▶ _Activity_: Searching the material below, find each line that includes the word "directory", and copy it.

▶ _The input_:
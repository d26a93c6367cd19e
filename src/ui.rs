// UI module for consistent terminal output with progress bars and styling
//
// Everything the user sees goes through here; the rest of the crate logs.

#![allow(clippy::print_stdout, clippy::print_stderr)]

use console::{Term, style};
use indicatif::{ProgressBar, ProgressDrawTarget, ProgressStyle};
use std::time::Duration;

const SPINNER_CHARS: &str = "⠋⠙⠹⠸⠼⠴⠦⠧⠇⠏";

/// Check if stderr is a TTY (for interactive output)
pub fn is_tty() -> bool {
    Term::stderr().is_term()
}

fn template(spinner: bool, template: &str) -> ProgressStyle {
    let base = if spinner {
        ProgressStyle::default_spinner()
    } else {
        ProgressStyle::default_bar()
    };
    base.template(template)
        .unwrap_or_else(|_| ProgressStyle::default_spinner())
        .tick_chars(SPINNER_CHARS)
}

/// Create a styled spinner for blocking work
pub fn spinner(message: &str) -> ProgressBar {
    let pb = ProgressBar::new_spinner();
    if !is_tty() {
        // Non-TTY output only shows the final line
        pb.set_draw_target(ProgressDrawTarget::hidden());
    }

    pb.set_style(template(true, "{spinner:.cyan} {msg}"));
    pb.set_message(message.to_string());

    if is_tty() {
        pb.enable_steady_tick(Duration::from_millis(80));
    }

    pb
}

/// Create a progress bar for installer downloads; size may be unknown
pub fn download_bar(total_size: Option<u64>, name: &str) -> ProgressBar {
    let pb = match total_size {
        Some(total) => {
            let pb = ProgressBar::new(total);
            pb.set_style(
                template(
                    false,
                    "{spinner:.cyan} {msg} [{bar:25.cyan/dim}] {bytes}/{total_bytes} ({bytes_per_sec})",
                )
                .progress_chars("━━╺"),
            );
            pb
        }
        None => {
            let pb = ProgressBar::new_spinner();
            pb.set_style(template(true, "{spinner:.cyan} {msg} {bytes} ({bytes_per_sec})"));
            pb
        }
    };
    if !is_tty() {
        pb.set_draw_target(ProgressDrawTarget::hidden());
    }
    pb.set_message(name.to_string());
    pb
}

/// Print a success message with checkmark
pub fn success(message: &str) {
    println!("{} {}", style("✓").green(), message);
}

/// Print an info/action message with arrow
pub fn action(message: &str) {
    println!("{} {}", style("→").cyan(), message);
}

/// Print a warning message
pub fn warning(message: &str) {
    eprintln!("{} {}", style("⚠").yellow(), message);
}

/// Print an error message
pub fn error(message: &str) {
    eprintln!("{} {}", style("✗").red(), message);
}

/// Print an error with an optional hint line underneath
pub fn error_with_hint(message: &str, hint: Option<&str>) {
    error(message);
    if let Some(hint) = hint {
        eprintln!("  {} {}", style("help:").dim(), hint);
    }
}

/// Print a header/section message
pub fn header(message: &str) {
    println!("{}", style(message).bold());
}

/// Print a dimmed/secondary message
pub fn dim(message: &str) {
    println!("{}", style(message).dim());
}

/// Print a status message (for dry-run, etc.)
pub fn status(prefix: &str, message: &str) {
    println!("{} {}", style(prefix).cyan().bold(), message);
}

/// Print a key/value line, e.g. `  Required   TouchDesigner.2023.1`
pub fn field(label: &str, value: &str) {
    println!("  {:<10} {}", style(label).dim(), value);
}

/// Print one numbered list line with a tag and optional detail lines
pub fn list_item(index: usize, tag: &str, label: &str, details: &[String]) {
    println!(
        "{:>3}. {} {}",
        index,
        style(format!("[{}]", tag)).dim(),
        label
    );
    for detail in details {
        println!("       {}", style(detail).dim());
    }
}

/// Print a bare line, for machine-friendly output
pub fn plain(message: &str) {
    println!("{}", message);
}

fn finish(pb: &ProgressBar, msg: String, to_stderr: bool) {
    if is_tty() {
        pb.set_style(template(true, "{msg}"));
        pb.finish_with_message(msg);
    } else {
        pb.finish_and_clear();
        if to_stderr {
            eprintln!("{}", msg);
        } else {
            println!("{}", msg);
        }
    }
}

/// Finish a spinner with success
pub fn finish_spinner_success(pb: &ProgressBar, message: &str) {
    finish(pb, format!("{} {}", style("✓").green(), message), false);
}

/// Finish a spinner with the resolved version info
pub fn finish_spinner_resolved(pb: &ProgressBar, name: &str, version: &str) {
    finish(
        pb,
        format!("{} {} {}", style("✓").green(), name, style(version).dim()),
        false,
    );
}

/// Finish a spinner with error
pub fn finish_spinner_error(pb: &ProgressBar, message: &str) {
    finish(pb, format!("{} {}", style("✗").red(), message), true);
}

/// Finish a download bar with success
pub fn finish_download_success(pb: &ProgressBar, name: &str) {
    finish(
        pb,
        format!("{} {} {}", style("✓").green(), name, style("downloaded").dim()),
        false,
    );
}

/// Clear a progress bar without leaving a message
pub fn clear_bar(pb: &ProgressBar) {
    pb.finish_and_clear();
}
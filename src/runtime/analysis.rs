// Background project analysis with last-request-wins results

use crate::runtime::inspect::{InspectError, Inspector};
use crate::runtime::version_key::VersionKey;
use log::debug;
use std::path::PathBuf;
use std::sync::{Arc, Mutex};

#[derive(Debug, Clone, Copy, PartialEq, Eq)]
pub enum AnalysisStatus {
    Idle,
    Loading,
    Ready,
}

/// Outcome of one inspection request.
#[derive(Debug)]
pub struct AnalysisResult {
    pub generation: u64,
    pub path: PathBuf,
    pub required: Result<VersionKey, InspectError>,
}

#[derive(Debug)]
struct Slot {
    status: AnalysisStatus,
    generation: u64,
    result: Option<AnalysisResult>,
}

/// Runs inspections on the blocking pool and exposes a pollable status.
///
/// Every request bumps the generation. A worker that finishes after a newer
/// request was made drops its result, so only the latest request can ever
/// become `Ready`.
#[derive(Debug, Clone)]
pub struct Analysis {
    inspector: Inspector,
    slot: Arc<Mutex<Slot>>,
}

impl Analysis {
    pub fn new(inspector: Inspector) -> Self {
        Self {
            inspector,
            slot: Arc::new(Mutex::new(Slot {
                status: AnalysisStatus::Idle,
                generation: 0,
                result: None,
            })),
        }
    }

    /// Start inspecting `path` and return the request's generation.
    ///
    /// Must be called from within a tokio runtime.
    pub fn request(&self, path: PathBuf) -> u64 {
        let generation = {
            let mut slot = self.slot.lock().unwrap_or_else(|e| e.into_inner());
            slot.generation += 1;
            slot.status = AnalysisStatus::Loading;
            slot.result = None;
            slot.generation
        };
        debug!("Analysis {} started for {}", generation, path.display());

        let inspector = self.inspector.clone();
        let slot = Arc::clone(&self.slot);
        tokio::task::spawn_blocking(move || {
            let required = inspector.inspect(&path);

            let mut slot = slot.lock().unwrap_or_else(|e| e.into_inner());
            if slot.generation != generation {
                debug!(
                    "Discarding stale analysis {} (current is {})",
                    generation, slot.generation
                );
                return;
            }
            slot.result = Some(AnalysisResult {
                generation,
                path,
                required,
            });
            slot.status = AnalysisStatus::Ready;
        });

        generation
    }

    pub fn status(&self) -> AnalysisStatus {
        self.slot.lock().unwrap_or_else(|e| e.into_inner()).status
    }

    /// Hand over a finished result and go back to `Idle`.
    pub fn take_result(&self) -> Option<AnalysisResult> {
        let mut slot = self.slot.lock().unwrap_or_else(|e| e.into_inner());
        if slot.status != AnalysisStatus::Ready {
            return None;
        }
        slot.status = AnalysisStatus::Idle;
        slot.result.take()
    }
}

* * *

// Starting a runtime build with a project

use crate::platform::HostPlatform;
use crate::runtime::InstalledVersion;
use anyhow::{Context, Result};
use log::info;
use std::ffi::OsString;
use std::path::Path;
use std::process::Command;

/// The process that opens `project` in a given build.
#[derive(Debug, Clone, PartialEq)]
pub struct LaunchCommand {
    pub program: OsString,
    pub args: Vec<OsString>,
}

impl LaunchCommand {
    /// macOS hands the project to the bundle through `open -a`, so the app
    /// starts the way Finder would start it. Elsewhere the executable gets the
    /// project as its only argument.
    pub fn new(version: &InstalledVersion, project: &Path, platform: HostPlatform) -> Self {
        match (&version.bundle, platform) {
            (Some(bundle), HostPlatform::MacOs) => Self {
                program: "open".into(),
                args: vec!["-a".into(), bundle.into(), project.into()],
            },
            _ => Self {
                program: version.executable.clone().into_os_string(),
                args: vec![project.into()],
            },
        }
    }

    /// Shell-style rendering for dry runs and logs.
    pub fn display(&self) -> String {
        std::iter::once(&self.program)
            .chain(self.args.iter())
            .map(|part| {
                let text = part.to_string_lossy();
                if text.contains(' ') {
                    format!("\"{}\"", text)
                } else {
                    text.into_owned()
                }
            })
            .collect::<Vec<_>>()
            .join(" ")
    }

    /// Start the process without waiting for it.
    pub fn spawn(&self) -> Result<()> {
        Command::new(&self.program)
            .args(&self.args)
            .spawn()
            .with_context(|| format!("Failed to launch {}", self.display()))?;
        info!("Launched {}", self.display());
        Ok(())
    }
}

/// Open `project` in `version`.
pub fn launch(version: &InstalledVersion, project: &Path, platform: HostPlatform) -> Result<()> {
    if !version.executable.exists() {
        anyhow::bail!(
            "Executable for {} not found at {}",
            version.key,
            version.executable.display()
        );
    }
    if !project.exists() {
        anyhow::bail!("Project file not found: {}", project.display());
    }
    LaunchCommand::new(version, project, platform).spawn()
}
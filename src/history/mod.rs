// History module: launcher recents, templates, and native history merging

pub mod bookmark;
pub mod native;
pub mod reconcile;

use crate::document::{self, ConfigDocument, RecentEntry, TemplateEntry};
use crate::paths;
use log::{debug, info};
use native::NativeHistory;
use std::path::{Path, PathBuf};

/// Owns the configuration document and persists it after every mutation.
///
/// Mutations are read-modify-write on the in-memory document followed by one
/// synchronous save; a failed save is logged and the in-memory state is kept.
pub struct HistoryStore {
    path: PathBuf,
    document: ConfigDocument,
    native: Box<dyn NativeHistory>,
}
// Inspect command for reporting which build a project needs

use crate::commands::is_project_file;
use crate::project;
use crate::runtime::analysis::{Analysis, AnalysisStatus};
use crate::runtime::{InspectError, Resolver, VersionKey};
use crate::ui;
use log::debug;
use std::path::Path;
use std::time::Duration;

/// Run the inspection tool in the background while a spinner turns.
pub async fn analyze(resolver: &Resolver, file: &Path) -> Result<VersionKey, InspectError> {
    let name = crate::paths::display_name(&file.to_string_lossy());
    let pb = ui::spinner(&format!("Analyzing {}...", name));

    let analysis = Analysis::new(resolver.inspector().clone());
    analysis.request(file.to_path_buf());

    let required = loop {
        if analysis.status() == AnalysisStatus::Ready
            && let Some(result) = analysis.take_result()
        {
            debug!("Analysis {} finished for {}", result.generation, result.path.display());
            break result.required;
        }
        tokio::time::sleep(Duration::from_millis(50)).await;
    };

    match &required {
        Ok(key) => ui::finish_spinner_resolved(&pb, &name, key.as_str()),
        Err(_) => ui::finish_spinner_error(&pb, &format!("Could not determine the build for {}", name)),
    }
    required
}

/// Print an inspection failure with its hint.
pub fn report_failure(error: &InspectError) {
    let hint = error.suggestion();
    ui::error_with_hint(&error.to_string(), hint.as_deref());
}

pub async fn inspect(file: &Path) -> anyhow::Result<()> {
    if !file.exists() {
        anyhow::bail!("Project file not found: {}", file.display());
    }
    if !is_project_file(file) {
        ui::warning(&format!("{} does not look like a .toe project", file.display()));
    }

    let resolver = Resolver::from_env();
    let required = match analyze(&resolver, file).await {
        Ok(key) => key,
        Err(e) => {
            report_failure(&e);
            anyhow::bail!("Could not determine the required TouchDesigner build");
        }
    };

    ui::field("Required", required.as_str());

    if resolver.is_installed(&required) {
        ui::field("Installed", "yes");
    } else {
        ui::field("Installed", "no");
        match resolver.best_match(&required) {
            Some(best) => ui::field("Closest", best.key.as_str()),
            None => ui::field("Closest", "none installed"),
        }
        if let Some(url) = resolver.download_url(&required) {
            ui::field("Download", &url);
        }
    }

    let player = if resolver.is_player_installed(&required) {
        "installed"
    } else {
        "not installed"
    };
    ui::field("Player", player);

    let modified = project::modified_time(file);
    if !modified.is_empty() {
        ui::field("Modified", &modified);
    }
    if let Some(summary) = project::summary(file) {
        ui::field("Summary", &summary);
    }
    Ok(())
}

* * *

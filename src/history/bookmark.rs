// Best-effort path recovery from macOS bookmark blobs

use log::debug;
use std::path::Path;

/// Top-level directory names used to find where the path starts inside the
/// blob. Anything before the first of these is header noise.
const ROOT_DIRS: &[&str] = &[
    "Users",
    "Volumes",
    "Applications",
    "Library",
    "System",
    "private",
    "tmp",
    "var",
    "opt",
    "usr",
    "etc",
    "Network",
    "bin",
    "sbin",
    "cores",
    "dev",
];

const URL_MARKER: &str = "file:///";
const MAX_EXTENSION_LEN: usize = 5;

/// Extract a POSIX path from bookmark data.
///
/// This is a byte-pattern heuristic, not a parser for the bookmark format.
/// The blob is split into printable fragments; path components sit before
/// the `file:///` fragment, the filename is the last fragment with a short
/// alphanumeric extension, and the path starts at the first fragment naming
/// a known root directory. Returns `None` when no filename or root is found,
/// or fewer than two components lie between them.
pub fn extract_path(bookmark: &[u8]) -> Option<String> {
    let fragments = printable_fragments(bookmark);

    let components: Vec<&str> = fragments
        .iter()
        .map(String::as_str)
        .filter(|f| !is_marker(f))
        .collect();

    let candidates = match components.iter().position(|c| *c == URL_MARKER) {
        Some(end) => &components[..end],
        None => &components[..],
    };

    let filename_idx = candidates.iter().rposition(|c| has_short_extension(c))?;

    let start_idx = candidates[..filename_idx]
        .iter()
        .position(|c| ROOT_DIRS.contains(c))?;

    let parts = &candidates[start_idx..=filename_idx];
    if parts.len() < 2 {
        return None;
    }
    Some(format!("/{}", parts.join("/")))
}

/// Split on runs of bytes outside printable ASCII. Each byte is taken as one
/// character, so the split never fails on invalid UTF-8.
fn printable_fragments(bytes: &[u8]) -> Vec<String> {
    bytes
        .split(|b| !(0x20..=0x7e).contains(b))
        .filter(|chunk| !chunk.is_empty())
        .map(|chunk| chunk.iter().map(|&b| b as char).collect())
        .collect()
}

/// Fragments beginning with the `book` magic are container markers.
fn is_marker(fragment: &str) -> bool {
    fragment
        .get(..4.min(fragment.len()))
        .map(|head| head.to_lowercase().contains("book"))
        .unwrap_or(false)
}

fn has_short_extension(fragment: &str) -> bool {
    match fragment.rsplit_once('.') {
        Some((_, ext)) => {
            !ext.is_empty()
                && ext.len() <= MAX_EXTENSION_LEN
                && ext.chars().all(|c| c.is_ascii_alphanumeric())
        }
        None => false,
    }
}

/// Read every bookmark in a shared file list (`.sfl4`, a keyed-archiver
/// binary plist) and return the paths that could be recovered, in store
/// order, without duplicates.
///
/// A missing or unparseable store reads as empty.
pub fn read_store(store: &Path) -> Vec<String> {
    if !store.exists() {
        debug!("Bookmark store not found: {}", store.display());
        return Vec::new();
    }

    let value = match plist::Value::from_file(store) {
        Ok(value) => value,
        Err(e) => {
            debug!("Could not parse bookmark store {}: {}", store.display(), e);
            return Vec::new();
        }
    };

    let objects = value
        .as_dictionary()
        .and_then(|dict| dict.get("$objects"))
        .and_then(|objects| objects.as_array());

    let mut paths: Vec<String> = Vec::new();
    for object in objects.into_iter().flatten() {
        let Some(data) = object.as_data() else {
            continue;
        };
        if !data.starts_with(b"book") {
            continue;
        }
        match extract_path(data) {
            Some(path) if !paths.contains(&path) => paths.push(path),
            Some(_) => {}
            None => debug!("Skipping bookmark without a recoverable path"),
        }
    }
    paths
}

▶ _Expected answer_:
/// Top-level directory names used to find where the path starts inside the
/// a known root directory. Returns `None` when no filename or root is found,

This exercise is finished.